_What to work on_.
Pull every line with "writes" from the data.

_Task data_.
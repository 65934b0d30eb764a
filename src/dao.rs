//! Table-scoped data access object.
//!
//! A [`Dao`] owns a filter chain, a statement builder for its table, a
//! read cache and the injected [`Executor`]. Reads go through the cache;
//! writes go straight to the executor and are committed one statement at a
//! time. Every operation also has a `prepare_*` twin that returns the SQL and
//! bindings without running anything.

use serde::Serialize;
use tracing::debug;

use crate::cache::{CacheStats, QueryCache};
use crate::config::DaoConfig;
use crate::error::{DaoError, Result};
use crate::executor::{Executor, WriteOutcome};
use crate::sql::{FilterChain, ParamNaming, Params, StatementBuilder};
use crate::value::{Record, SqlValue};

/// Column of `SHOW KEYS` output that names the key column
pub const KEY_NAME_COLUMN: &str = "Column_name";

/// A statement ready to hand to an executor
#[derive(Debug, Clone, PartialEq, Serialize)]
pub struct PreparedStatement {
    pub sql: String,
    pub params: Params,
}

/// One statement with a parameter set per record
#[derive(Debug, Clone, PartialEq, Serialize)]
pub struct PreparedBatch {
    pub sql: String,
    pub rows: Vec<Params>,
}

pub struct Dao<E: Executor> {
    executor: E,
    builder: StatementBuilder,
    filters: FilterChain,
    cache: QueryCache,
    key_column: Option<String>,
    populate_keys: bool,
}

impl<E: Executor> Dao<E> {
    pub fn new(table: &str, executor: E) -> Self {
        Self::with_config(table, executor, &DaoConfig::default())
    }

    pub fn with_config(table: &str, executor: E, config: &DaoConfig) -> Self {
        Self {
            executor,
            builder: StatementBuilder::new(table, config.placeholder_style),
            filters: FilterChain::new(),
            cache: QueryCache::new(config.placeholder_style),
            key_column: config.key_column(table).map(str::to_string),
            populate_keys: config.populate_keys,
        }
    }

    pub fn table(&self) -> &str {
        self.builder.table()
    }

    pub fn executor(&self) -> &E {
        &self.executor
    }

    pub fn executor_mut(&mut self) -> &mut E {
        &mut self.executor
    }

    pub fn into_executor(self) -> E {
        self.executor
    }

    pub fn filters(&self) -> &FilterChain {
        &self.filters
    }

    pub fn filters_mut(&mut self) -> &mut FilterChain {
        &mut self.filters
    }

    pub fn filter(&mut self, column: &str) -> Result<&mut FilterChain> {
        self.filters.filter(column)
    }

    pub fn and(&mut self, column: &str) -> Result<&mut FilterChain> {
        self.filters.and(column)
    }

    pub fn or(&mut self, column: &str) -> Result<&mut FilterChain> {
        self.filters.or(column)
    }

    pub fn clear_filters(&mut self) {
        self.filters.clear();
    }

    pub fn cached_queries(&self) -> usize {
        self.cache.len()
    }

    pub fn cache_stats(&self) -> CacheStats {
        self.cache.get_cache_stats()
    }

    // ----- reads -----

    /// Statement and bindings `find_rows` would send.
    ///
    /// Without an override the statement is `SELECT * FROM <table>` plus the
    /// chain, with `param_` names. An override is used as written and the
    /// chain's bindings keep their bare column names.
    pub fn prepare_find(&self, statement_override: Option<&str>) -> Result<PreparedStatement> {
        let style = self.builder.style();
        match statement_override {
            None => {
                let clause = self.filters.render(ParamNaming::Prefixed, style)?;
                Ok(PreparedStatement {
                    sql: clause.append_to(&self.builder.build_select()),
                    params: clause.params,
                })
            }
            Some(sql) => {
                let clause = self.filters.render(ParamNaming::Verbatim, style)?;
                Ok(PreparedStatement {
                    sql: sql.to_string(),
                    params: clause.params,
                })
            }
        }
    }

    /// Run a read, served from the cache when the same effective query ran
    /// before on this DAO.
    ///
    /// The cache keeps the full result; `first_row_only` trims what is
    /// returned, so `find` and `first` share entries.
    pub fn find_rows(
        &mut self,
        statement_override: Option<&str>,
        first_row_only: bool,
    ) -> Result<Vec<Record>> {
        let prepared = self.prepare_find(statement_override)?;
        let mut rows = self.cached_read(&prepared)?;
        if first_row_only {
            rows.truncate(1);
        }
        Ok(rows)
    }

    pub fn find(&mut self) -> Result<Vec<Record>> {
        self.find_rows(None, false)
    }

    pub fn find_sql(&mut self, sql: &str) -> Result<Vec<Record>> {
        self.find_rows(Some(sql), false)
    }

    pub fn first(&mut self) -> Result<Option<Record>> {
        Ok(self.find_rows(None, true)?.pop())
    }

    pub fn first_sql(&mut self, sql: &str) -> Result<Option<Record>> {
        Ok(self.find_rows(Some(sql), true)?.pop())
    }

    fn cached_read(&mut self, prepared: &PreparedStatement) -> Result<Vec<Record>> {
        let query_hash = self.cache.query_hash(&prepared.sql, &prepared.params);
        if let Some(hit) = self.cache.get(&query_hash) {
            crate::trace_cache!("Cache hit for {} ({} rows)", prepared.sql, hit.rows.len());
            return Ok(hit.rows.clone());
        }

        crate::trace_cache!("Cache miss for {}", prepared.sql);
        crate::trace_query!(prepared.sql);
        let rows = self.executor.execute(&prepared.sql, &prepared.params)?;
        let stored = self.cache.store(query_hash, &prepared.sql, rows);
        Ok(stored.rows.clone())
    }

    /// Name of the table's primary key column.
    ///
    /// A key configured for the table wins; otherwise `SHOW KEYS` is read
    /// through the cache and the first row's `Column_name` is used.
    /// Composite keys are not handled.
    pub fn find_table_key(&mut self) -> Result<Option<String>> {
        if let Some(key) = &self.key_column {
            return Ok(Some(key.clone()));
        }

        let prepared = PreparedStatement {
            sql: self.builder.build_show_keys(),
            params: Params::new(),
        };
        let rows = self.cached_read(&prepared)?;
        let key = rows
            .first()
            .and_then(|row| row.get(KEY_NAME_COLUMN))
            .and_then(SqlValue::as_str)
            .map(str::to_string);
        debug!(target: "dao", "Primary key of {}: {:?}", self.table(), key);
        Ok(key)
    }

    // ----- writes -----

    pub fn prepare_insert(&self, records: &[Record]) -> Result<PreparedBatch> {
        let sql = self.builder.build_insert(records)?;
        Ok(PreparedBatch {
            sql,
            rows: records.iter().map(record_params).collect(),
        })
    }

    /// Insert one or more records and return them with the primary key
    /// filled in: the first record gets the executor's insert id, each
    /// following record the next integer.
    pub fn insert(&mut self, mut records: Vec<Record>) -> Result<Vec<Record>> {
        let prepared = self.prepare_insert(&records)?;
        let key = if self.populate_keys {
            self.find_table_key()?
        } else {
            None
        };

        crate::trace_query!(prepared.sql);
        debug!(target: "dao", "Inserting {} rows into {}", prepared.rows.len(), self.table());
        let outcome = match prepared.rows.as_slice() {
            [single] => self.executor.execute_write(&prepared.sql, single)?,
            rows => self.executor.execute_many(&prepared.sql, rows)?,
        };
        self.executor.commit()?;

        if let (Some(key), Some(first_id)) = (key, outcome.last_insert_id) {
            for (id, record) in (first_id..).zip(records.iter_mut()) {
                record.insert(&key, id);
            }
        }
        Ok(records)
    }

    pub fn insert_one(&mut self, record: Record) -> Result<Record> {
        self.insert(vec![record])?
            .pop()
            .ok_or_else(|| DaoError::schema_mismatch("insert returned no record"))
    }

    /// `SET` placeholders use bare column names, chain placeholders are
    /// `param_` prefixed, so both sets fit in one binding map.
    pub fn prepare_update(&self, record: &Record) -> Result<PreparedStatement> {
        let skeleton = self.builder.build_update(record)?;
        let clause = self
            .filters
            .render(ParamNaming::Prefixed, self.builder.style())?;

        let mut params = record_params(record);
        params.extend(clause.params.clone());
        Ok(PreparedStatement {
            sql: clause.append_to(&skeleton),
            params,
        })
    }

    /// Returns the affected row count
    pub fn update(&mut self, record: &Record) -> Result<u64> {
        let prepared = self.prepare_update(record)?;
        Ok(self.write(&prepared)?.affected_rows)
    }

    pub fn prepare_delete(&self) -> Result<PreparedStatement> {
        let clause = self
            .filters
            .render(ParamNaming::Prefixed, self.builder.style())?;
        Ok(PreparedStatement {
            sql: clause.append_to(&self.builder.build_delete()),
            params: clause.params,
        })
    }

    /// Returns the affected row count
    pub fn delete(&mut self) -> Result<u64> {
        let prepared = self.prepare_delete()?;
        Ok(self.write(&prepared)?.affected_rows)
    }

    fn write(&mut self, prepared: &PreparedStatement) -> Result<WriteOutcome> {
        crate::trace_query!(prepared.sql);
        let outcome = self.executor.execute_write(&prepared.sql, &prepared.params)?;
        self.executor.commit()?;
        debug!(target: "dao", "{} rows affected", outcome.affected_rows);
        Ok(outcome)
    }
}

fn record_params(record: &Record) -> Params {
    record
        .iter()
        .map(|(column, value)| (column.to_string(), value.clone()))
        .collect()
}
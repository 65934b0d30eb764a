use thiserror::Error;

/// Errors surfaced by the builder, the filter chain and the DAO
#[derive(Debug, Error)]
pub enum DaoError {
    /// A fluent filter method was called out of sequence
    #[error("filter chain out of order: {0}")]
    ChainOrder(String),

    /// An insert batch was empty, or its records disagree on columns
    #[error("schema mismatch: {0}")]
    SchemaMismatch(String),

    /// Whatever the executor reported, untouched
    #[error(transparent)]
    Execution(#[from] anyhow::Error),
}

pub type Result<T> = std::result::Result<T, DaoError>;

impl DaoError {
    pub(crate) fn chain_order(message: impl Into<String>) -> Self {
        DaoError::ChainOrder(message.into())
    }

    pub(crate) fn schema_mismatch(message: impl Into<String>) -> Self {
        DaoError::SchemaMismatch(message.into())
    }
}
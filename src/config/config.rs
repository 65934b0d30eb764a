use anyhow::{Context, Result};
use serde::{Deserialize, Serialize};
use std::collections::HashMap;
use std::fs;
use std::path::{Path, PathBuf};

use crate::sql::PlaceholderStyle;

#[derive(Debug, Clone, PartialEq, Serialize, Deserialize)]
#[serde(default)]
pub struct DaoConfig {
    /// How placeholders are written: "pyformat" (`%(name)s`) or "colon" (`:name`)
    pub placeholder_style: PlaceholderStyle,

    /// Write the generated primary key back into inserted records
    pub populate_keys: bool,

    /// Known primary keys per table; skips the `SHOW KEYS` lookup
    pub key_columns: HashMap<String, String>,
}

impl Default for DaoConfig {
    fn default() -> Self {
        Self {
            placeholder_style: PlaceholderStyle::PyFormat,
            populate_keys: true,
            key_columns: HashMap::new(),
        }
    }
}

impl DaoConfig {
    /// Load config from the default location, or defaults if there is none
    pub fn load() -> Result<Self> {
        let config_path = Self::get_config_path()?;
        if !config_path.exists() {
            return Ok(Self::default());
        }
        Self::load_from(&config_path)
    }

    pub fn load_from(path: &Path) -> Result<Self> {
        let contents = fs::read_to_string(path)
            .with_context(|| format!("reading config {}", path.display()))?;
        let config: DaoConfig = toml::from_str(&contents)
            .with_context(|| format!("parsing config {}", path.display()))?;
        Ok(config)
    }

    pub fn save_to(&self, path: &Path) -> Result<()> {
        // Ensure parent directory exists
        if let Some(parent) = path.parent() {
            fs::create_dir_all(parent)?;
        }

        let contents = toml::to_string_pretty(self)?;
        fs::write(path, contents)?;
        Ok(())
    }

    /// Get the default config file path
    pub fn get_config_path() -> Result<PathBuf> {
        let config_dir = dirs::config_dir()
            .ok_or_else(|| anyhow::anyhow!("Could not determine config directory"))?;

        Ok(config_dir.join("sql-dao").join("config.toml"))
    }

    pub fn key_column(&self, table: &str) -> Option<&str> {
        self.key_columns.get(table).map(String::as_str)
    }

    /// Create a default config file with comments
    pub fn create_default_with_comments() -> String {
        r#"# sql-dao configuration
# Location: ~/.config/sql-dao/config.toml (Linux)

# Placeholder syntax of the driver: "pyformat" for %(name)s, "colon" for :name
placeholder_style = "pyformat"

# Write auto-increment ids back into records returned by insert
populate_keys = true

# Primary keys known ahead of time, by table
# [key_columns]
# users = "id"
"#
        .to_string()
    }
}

_Exercise answer_.
//! writes go straight to the executor and are committed one statement at a
    // ----- writes -----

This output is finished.